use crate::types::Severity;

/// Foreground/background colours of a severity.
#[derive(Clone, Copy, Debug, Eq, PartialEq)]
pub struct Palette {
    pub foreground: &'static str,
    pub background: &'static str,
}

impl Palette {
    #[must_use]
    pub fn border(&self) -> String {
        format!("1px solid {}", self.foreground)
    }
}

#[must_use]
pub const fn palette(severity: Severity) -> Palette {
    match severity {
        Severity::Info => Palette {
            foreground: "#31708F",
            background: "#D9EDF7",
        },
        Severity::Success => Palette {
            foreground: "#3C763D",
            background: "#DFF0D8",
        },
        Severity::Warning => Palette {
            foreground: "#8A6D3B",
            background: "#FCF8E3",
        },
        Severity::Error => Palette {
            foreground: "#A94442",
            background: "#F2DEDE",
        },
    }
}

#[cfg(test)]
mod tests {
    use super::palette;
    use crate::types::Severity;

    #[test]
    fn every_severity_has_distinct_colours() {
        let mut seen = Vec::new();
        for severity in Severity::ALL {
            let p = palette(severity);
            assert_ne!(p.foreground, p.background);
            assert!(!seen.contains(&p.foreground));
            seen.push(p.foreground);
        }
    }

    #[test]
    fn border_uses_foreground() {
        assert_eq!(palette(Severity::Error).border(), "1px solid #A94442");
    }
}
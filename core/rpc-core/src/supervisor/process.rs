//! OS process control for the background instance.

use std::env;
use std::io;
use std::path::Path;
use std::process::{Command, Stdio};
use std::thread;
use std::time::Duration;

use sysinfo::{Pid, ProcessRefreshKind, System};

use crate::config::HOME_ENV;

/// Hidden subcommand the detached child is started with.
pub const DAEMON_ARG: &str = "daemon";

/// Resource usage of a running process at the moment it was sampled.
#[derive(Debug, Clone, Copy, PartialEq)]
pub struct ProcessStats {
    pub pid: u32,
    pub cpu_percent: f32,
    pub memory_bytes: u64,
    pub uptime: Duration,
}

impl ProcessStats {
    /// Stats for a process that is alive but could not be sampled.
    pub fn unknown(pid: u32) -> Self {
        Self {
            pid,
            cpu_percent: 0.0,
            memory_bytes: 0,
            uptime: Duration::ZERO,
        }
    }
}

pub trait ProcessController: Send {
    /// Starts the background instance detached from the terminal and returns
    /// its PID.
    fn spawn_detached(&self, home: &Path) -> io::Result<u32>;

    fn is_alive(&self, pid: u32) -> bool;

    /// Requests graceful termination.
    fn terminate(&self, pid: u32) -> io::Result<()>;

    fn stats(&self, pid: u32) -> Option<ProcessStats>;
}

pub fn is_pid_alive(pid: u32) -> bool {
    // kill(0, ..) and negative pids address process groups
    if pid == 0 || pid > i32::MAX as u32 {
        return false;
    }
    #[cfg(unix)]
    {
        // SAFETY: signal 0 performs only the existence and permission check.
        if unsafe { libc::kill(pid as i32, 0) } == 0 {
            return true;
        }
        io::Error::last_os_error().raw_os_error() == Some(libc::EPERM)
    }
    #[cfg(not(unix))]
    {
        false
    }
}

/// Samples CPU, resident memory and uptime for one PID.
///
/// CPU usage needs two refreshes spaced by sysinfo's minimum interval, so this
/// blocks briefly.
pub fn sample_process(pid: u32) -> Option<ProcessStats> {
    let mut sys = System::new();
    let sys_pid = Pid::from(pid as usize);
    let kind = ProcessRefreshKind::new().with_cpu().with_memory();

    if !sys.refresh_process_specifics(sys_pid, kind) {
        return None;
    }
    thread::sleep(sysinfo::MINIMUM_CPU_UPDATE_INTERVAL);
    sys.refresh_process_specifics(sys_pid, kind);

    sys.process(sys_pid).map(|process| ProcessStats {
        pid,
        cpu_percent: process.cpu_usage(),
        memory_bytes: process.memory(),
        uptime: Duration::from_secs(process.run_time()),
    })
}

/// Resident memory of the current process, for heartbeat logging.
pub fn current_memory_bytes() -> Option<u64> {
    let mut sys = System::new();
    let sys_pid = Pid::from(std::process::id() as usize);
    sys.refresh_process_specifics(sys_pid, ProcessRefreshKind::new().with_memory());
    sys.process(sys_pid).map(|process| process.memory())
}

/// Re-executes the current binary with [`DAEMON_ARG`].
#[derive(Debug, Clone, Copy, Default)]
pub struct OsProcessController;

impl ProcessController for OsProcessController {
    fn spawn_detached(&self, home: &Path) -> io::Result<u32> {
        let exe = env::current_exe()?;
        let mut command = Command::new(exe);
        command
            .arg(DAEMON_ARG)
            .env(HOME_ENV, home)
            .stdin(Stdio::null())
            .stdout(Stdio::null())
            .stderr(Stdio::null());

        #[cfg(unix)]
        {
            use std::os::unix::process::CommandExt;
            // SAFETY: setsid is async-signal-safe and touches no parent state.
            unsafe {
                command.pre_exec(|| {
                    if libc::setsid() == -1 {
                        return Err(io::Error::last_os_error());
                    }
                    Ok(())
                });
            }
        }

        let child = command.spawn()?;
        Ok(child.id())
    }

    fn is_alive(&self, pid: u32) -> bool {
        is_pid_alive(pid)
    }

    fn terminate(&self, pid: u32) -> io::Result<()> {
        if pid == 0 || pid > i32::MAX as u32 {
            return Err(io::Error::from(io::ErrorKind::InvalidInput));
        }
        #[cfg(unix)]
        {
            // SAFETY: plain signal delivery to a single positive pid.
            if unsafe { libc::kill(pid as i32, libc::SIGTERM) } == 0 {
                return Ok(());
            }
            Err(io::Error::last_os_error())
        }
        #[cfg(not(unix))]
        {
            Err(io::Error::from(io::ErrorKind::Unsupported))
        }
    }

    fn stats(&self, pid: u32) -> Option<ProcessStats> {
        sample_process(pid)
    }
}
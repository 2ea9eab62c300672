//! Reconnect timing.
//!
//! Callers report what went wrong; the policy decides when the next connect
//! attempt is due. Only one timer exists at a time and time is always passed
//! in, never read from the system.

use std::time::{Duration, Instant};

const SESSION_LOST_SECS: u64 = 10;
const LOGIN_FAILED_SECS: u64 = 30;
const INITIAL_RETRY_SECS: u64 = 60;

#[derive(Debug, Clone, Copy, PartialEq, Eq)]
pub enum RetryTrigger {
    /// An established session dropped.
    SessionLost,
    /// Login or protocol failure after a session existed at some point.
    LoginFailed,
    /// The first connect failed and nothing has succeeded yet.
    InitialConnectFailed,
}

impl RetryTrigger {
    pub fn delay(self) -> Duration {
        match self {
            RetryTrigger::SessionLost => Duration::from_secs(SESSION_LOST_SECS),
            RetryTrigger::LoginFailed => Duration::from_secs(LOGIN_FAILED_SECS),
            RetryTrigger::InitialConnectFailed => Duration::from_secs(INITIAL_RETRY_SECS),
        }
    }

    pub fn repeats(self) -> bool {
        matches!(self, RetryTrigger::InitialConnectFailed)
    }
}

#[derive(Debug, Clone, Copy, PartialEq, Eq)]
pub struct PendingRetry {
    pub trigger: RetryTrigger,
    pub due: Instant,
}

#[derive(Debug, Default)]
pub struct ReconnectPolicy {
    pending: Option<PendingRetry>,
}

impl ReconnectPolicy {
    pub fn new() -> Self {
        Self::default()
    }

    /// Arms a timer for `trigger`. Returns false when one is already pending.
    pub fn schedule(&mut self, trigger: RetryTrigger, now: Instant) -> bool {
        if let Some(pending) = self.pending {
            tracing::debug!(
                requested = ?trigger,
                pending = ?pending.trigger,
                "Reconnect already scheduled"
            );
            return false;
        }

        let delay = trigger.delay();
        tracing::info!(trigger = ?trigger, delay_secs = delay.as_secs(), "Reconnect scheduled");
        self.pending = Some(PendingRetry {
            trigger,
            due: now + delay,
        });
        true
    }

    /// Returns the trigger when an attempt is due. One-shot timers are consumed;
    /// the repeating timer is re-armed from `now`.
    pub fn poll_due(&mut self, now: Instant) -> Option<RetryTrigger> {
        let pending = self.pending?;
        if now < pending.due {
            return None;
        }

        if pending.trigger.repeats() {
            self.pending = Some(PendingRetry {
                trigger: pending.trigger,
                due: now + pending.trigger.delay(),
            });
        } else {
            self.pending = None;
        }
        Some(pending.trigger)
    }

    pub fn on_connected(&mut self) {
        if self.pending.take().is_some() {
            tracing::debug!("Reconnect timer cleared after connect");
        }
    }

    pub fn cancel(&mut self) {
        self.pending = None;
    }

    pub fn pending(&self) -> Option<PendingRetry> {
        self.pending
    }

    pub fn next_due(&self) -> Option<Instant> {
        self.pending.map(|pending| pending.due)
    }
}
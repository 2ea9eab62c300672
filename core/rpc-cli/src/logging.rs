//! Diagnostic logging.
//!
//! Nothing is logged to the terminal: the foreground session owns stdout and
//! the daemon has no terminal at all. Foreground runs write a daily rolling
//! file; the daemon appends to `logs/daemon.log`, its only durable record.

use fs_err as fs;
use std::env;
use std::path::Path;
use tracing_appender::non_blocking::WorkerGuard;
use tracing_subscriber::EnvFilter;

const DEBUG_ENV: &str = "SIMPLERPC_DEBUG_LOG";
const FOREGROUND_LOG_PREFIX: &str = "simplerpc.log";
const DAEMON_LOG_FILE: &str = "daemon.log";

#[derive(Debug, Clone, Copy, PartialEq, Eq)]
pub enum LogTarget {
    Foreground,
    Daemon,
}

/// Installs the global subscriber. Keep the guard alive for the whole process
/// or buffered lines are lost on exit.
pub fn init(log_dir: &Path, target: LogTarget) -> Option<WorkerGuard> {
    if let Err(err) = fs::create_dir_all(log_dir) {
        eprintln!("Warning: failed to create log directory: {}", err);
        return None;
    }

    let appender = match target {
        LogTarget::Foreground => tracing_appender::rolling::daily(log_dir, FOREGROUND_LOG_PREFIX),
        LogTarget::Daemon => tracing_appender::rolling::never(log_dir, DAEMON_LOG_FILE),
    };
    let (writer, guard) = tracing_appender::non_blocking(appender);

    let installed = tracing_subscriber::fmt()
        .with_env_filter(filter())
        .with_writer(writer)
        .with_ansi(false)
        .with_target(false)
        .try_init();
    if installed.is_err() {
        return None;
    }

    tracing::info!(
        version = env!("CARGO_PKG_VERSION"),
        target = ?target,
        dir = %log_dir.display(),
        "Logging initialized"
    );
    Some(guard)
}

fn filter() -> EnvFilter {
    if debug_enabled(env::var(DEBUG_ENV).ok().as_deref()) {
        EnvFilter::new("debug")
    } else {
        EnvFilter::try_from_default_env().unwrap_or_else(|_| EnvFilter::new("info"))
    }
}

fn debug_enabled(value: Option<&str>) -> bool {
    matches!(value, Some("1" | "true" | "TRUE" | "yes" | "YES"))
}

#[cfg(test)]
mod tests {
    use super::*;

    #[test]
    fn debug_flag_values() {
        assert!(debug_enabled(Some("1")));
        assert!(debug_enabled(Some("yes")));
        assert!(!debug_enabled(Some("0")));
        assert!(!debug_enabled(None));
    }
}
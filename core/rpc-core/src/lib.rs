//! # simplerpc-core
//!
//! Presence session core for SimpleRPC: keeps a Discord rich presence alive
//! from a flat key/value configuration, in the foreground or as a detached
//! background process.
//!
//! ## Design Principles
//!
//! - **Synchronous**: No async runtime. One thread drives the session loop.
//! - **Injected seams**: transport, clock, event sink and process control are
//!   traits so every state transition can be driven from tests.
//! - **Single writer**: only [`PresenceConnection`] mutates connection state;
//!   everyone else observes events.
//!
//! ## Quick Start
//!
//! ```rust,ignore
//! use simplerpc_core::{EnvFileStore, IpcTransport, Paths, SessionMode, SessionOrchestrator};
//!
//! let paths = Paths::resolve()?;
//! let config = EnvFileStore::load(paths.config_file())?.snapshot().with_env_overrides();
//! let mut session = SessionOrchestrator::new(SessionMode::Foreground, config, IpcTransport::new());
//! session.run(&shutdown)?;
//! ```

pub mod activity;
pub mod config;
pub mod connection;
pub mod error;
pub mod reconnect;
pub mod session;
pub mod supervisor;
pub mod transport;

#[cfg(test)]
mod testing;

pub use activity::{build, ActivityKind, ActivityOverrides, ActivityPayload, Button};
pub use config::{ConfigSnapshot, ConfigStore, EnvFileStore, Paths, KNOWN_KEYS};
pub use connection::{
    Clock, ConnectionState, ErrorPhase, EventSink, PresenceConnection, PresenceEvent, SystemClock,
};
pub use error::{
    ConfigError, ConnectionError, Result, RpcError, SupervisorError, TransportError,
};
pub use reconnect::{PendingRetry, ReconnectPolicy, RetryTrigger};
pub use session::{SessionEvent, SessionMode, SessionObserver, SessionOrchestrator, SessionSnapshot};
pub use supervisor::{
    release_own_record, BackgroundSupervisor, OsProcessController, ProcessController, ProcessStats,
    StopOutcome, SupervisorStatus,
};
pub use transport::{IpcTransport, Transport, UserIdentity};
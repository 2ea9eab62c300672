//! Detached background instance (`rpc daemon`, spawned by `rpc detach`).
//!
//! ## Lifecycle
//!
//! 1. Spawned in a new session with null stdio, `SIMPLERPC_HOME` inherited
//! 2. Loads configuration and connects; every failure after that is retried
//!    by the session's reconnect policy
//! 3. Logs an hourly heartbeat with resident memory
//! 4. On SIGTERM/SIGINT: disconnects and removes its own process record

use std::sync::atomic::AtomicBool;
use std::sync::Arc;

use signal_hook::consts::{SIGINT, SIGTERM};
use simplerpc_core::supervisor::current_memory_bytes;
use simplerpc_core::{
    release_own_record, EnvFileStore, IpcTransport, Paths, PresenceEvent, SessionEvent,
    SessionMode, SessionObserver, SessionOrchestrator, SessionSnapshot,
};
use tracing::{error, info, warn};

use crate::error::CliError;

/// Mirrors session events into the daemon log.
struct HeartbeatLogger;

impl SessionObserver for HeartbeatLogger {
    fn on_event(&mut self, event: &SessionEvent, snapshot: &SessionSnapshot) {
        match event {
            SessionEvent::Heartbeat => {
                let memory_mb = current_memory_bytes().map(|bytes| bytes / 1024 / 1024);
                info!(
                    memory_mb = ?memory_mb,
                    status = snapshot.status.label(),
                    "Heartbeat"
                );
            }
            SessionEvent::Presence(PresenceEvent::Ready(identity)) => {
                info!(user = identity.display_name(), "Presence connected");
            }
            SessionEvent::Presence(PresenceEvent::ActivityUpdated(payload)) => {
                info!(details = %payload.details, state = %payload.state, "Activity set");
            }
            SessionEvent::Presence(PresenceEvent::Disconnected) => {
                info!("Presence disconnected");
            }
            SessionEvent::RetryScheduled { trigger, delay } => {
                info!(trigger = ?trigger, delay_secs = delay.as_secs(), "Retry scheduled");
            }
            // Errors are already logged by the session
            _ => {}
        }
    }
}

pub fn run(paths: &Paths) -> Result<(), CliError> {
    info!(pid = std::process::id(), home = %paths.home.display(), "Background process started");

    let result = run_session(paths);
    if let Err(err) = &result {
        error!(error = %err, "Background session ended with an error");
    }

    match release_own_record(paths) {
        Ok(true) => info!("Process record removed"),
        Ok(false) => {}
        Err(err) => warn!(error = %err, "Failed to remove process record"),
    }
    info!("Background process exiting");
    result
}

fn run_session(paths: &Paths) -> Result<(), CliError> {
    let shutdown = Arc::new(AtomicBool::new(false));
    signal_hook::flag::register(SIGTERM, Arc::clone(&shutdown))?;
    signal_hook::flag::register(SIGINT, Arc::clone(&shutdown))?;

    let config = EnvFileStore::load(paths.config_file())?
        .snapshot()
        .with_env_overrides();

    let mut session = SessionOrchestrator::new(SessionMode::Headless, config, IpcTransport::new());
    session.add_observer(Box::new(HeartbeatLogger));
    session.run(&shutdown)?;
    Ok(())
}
■ ■ ■ ■ ■
§ **TASK TO COMPLETE**
Report each line above that includes the string "EnvFilter".

§ **EXPECTED ANSWER**
use tracing_subscriber::EnvFilter;
fn filter() -> EnvFilter {
        EnvFilter::new("debug")
        EnvFilter::try_from_default_env().unwrap_or_else(|_| EnvFilter::new("info"))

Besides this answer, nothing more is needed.